Get variables from `snakemake`:

In [None]:
tree_files = snakemake.input.trees
state_files = snakemake.input.states
all_csv = snakemake.input.all_csv
alignment = snakemake.input.alignment
deleted_csv = snakemake.input.deleted_csv
comparator_map_csv = snakemake.input.comparator_map
site_offset = snakemake.params.site_offset
progenitors = snakemake.params.progenitors
outgroups = snakemake.params.outgroups
region_of_interest = snakemake.params.region_of_interest
cat_colors = snakemake.params.cat_colors
subcat_colors = snakemake.params.subcat_colors
wuhan_hu_1_add_muts = snakemake.params.wuhan_hu_1_add_muts

Read data frames:

In [None]:
all_df = pd.read_csv(all_csv, na_filter=None)

deleted_df = pd.read_csv(deleted_csv, na_filter=None)

outgroup_map = pd.read_csv(comparator_map_csv)

Read the reconstructed states and add the tip states, considering only sites where there are multiple identities.
Now we make a matrix of substitutions of each node relative to each other.
Note that in the general case this could get **really slow**, although for the small-ish alignment of similar sequences used here it's fine:

In [None]:
assert len(state_files) == len(tree_files) == len(progenitors)

tip_to_seq = {s.id: list(str(s.seq).upper())
              for s in Bio.SeqIO.parse(alignment, 'fasta')}

tip_states = (
    pd.DataFrame.from_dict(tip_to_seq, orient='index')
    .rename_axis('Node')
    .reset_index()
    .melt(id_vars='Node',
          var_name='Site',
          value_name='State',
          )
    .assign(Site=lambda x: x['Site'] + 1)
    )

subs_matrices = {}

for progenitor, state_file in zip(progenitors, state_files):
    internal_states = (
        pd.read_csv(state_file,
                    sep='\t',
                    comment='#',
                    usecols=['Node', 'Site', 'State'])
        )

    states = (
        internal_states
        .append(tip_states)
        .assign(Site=lambda x: x['Site'] + site_offset,
                n_states_at_site=lambda x: x.groupby('Site')['State'].transform('nunique'),
                )
        .query('n_states_at_site > 1')
        .drop(columns='n_states_at_site')
        )

    states_dict = states.set_index(['Node', 'Site'])['State'].to_dict()

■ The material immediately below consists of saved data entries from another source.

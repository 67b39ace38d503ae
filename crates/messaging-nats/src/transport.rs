use std::time::Duration;

use async_nats::jetstream::consumer::AckPolicy;
use async_nats::jetstream::consumer::pull::Config as PullConsumerConfig;
use async_nats::jetstream::stream::Config as NatsStreamConfig;
use async_nats::jetstream::Context as JetStreamContext;
use async_nats::{Client, ConnectOptions};
use async_trait::async_trait;
use futures::StreamExt;
use relay_messaging::{
    BrokerConfig, DeliveryStream, Message, QueueGroup, StreamConfig, Transport,
};
use tracing::{debug, info, warn};

use crate::delivery::{self, NatsDelivery};
use crate::error::Error;
use crate::headers;

/// Server error text when a stream name is taken.
const STREAM_NAME_IN_USE: &str = "stream name already in use";

/// Options for NATS connections.
#[derive(Clone, Debug)]
pub struct NatsOptions {
    /// How long to wait for the initial connection.
    pub connection_timeout: Duration,

    /// Client name reported to the server.
    pub name: Option<String>,
}

impl Default for NatsOptions {
    fn default() -> Self {
        Self {
            connection_timeout: Duration::from_secs(5),
            name: None,
        }
    }
}

/// A [`Transport`] over core NATS and JetStream.
///
/// Request-reply and queue subscriptions use core NATS. Streams are JetStream
/// streams, and stream subscriptions are durable pull consumers named after
/// the queue group, so every process joining the group shares one consumer.
#[derive(Clone, Debug)]
pub struct NatsTransport {
    client: Client,
    jetstream: JetStreamContext,
}

impl NatsTransport {
    /// Wraps an existing client.
    #[must_use]
    pub fn new(client: Client) -> Self {
        let jetstream = async_nats::jetstream::new(client.clone());

        Self { client, jetstream }
    }

    /// The underlying client.
    #[must_use]
    pub const fn client(&self) -> &Client {
        &self.client
    }

    /// The JetStream context.
    #[must_use]
    pub const fn jetstream(&self) -> &JetStreamContext {
        &self.jetstream
    }
}

#[async_trait]
impl Transport for NatsTransport {
    type Error = Error;
    type Options = NatsOptions;
    type Delivery = NatsDelivery;

    async fn connect(config: &BrokerConfig, options: NatsOptions) -> Result<Self, Error> {
        let url = config.url()?;

        let mut connect_options =
            ConnectOptions::new().connection_timeout(options.connection_timeout);
        if let Some(name) = &options.name {
            connect_options = connect_options.name(name);
        }

        let client = connect_options
            .connect(url.as_str())
            .await
            .map_err(|error| Error::Connect(error.kind()))?;

        info!(host = %config.host, port = config.port, cluster_id = %config.cluster_id, "connected to nats");

        Ok(Self::new(client))
    }

    async fn request(&self, message: Message, timeout: Duration) -> Result<Message, Error> {
        let Message {
            subject,
            payload,
            headers,
            ..
        } = message;

        let request = async move {
            match headers {
                Some(headers) => {
                    self.client
                        .request_with_headers(subject, headers::to_nats(&headers), payload)
                        .await
                }
                None => self.client.request(subject, payload).await,
            }
        };

        let reply = tokio::time::timeout(timeout, request)
            .await
            .map_err(|_| Error::TimedOut(timeout))?
            .map_err(|error| Error::Request(error.kind()))?;

        Ok(delivery::convert(&reply))
    }

    async fn publish(&self, message: Message) -> Result<(), Error> {
        let Message {
            subject,
            payload,
            headers,
            ..
        } = message;

        let result = match headers {
            Some(headers) => {
                self.client
                    .publish_with_headers(subject, headers::to_nats(&headers), payload)
                    .await
            }
            None => self.client.publish(subject, payload).await,
        };

        result.map_err(|error| Error::Publish(error.kind()))
    }

    async fn queue_subscribe(
        &self,
        subject: &str,
        queue_group: &QueueGroup,
    ) -> Result<DeliveryStream<NatsDelivery>, Error> {
        let subscriber = self
            .client
            .queue_subscribe(subject.to_owned(), queue_group.to_string())
            .await
            .map_err(|error| Error::Subscribe(error.to_string()))?;

        debug!(subject, %queue_group, "subscribed");

        Ok(subscriber
            .map(|message| NatsDelivery::core(&message))
            .boxed())
    }

    async fn add_stream(&self, config: &StreamConfig) -> Result<(), Error> {
        let stream_config = NatsStreamConfig {
            name: config.name.clone(),
            subjects: config.subjects.clone(),
            ..Default::default()
        };

        match self.jetstream.create_stream(stream_config.clone()).await {
            Ok(_) => {
                debug!(stream = %config.name, "created stream");
                Ok(())
            }
            Err(error) if error.to_string().contains(STREAM_NAME_IN_USE) => {
                self.jetstream
                    .update_stream(stream_config)
                    .await
                    .map_err(|error| Error::AddStream {
                        stream: config.name.clone(),
                        reason: error.to_string(),
                    })?;

                debug!(stream = %config.name, "updated stream");
                Ok(())
            }
            Err(error) => Err(Error::AddStream {
                stream: config.name.clone(),
                reason: error.to_string(),
            }),
        }
    }

    async fn stream_publish(&self, message: Message) -> Result<u64, Error> {
        let Message {
            subject,
            payload,
            headers,
            ..
        } = message;

        let ack = match headers {
            Some(headers) => {
                self.jetstream
                    .publish_with_headers(subject, headers::to_nats(&headers), payload)
                    .await
            }
            None => self.jetstream.publish(subject, payload).await,
        }
        .map_err(|error| Error::StreamPublish(error.kind()))?
        .await
        .map_err(|error| Error::StreamPublish(error.kind()))?;

        Ok(ack.sequence)
    }

    async fn stream_subscribe(
        &self,
        subject: &str,
        queue_group: &QueueGroup,
    ) -> Result<DeliveryStream<NatsDelivery>, Error> {
        let stream_name = self
            .jetstream
            .stream_by_subject(subject)
            .await
            .map_err(|_| Error::NoStream(subject.to_owned()))?;

        let stream = self
            .jetstream
            .get_stream(&stream_name)
            .await
            .map_err(|error| Error::Stream(error.to_string()))?;

        let consumer = stream
            .get_or_create_consumer(
                queue_group.as_str(),
                PullConsumerConfig {
                    durable_name: Some(queue_group.to_string()),
                    filter_subject: subject.to_owned(),
                    ack_policy: AckPolicy::Explicit,
                    ..Default::default()
                },
            )
            .await
            .map_err(|error| Error::Consumer(error.kind()))?;

        let messages = consumer
            .messages()
            .await
            .map_err(|error| Error::Messages(error.kind()))?;

        debug!(stream = %stream_name, subject, %queue_group, "joined consumer");

        Ok(messages
            .filter_map(|message| async move {
                match message {
                    Ok(message) => Some(NatsDelivery::jetstream(message)),
                    Err(error) => {
                        warn!(%error, "failed to receive stream message");
                        None
                    }
                }
            })
            .boxed())
    }

    async fn close(&self) -> Result<(), Error> {
        self.client
            .flush()
            .await
            .map_err(|error| Error::Flush(error.to_string()))?;

        debug!("flushed nats connection");

        Ok(())
    }
}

    nodes = states['Node'].unique().tolist()
    sites = sorted(states['Site'].unique())

    subs_matrix = {}  # keyed by (parent, descendant)
    for n1, n2 in itertools.product(nodes, nodes):
        subs = []
        for site in sites:
            nt1 = states_dict[(n1, site)]
            nt2 = states_dict[(n2, site)]
            if nt1 != nt2:
                if nt1 in {'A', 'C', 'G', 'T'} and nt2 in {'A', 'C', 'G', 'T'}:
                    subs.append(f"{nt1}{site}{nt2}")
        subs_matrix[(n1, n2)] = ', '.join(subs)
    subs_matrices[progenitor] = subs_matrix

Get annotations of which mutations are to an outgroup:

In [None]:
subs_to_outgroup = {outgroup: set(outgroup_map
                                  .assign(sub=lambda x: x['site'].astype(str) + x[outgroup])
                                  ['sub']
                                  )
                    for outgroup in outgroups}

List information on the possible progenitors:

In [None]:
pd.set_option('display.max_colwidth', 1000)

progenitor_info = (
    all_df
    .query('representative_strain in @progenitors')
    .assign(all_strains_dates=lambda x: x['all_strains_dates'].str.split(', '))
    [['substitutions', 'representative_strain', 'nstrains', 'all_strains_dates']]
    .set_index(['substitutions', 'representative_strain', 'nstrains'])
    .explode('all_strains_dates')
    .assign(strain=lambda x: x['all_strains_dates'].str.split(' \(').str[0],
            date=lambda x: x['all_strains_dates'].str.split(' \(').str[1].str[: -1],
            )
    .drop(columns='all_strains_dates')
    )

display(progenitor_info)

Set up labels on possible progenitors:

In [None]:
progenitor_dates = progenitor_info.set_index('strain')['date'].to_dict()
progenitor_subs = progenitor_info.reset_index().set_index('strain')['substitutions'].to_dict()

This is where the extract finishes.